1-Jour-1-Ancêtre : Louis François Boyer aux assises de Montpellier.
- Alain THIREL-DAILLY
- 26 août
- 5 min de lecture
Nous avons fait le choix, pour rester au plus près des faits, de reprendre in extenso, d’une part l’acte d’accusation de Louis François BOYER et sa défense et, d’autre part, le verdict rendu par les jurés de ladite cour d’assises. Montpellier le 16 novembre 1866.
Acte d’accusation de Louis François Boyer :
Le sieur Mathieu Falandry habitait avec sa femme et sa belle-sœur dans la rue des Balances numéro 12 à Béziers. L'accusé Louis Boyer et sa fille demeuraient dans une maison contiguë.

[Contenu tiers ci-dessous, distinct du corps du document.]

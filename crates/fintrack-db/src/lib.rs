pub mod migrations;
pub mod models;
pub mod queries;

use anyhow::Result;
use rusqlite::Connection;
use std::path::Path;
use std::sync::Mutex;
use tracing::info;

/// Owned database handle. Constructed once at startup and injected into
/// the shared app state; the mutex is the sole serialization point for
/// concurrent requests touching the same user.
pub struct Database {
    conn: Mutex<Connection>,
}

impl Database {
    pub fn open(path: &Path) -> Result<Self> {
        let conn = Connection::open(path)?;

        // WAL mode for concurrent reads
        conn.pragma_update(None, "journal_mode", "WAL")?;
        conn.pragma_update(None, "foreign_keys", "ON")?;

        migrations::run(&conn)?;

        info!("Database opened at {}", path.display());
        Ok(Self {
            conn: Mutex::new(conn),
        })
    }

    /// In-memory database for tests.
    pub fn open_in_memory() -> Result<Self> {
        let conn = Connection::open_in_memory()?;
        migrations::run(&conn)?;
        Ok(Self {
            conn: Mutex::new(conn),
        })
    }

    pub fn with_conn<F, T>(&self, f: F) -> Result<T>
    where
        F: FnOnce(&Connection) -> Result<T>,
    {
        let conn = self.conn.lock().map_err(|e| anyhow::anyhow!("DB lock poisoned: {}", e))?;
        f(&conn)
    }
}
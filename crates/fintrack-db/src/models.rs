/// Database row types — these map directly to SQLite rows.
/// Distinct from the fintrack-types API models so that the password hash
/// and refresh token never leak into a response shape by accident.

pub struct UserRow {
    pub id: String,
    pub username: String,
    pub email: String,
    pub fullname: String,
    pub password: String,
    /// Single active refresh token; NULL when logged out.
    pub refresh_token: Option<String>,
    pub created_at: String,
}
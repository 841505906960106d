use anyhow::Result;
use rusqlite::Connection;
use tracing::info;

pub fn run(conn: &Connection) -> Result<()> {
    conn.execute_batch(
        "
        CREATE TABLE IF NOT EXISTS users (
            id              TEXT PRIMARY KEY,
            username        TEXT NOT NULL UNIQUE,
            email           TEXT NOT NULL UNIQUE,
            fullname        TEXT NOT NULL,
            password        TEXT NOT NULL,
            refresh_token   TEXT,
            created_at      TEXT NOT NULL DEFAULT (datetime('now'))
        );
        ",
    )?;

    info!("Database migrations complete");
    Ok(())
}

Dans le courant du mois de septembre dernier, la femme Falandry jetait de l'eau ménagère dans la rue et Louis Boyer, qui se trouvait sur le seuil de sa porte, la priait de ne pas jeter de l'eau devant sa maison. Matthieu Falandry intervint dans cette altercation et dit à l'accusé de s'adresser à lui s'il avait quelques réclamations à faire ; l’accusé, prenant alors le temps de la menace, répondit : « Toi, je saurai te retrouver. »
Les choses en étaient restées là ; mais huit jours après cet incident, le 30 septembre vers huit heures du soir, la femme Falandry ayant encore jeté de l'eau dans la rue, la fille Boyer prétendit avoir été atteinte par des éclaboussures. À ce propos, les deux femmes s'adressèrent de mutuelles remontrances et la fille Boyer alla jusqu'à qualifier de p… la femme de Falandry et sa sœur.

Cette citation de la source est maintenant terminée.